(Saved data entries)
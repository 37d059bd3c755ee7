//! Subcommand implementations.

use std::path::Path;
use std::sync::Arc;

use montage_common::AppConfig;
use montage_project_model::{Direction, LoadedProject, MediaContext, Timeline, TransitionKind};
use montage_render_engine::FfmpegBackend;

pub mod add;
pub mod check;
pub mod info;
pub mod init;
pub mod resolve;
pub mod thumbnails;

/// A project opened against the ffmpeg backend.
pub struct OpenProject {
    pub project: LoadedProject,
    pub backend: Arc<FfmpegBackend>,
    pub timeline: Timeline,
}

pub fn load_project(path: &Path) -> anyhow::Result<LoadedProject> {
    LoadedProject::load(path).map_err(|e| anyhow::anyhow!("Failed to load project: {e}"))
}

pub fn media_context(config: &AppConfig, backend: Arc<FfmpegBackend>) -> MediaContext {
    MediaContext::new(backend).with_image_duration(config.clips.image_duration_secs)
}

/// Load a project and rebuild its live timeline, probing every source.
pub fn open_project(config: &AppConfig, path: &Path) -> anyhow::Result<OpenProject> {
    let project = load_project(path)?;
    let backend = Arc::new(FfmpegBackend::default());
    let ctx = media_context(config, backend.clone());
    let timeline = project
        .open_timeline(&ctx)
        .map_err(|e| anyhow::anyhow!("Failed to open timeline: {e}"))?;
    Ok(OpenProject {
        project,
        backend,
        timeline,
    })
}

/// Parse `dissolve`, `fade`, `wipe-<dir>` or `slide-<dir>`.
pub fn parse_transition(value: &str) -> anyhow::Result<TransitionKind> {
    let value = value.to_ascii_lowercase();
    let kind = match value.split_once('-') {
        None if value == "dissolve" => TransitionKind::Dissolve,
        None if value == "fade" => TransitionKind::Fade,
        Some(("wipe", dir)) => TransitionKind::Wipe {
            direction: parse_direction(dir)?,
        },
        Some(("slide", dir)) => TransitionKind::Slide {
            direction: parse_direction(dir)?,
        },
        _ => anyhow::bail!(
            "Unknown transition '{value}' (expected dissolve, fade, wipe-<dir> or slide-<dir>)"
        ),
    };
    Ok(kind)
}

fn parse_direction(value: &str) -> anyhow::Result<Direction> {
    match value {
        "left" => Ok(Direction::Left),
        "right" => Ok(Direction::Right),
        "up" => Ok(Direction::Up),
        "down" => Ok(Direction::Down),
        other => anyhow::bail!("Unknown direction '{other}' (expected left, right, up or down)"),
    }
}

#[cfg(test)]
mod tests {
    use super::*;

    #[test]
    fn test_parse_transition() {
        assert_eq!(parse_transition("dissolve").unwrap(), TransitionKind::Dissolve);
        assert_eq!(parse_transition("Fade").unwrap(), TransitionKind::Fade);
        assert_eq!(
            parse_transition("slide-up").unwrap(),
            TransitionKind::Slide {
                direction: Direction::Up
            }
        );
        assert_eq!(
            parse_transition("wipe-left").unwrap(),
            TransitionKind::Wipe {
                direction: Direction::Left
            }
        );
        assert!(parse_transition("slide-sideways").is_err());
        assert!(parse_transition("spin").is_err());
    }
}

## AIM OF THE EXERCISE
Please give back only the lines between the first line of the entries and the line with "backend: Arc<FfmpegBackend>) ->", both ends included, word for word.

## RESULT OF THE EXERCISE
repository 37d059bd3c755ee7
//! Subcommand implementations.

use std::path::Path;
use std::sync::Arc;

use montage_common::AppConfig;
use montage_project_model::{Direction, LoadedProject, MediaContext, Timeline, TransitionKind};
use montage_render_engine::FfmpegBackend;

pub mod add;
pub mod check;
pub mod info;
pub mod init;
pub mod resolve;
pub mod thumbnails;

/// A project opened against the ffmpeg backend.
pub struct OpenProject {
    pub project: LoadedProject,
    pub backend: Arc<FfmpegBackend>,
    pub timeline: Timeline,
}

pub fn load_project(path: &Path) -> anyhow::Result<LoadedProject> {
    LoadedProject::load(path).map_err(|e| anyhow::anyhow!("Failed to load project: {e}"))
}

pub fn media_context(config: &AppConfig, backend: Arc<FfmpegBackend>) -> MediaContext {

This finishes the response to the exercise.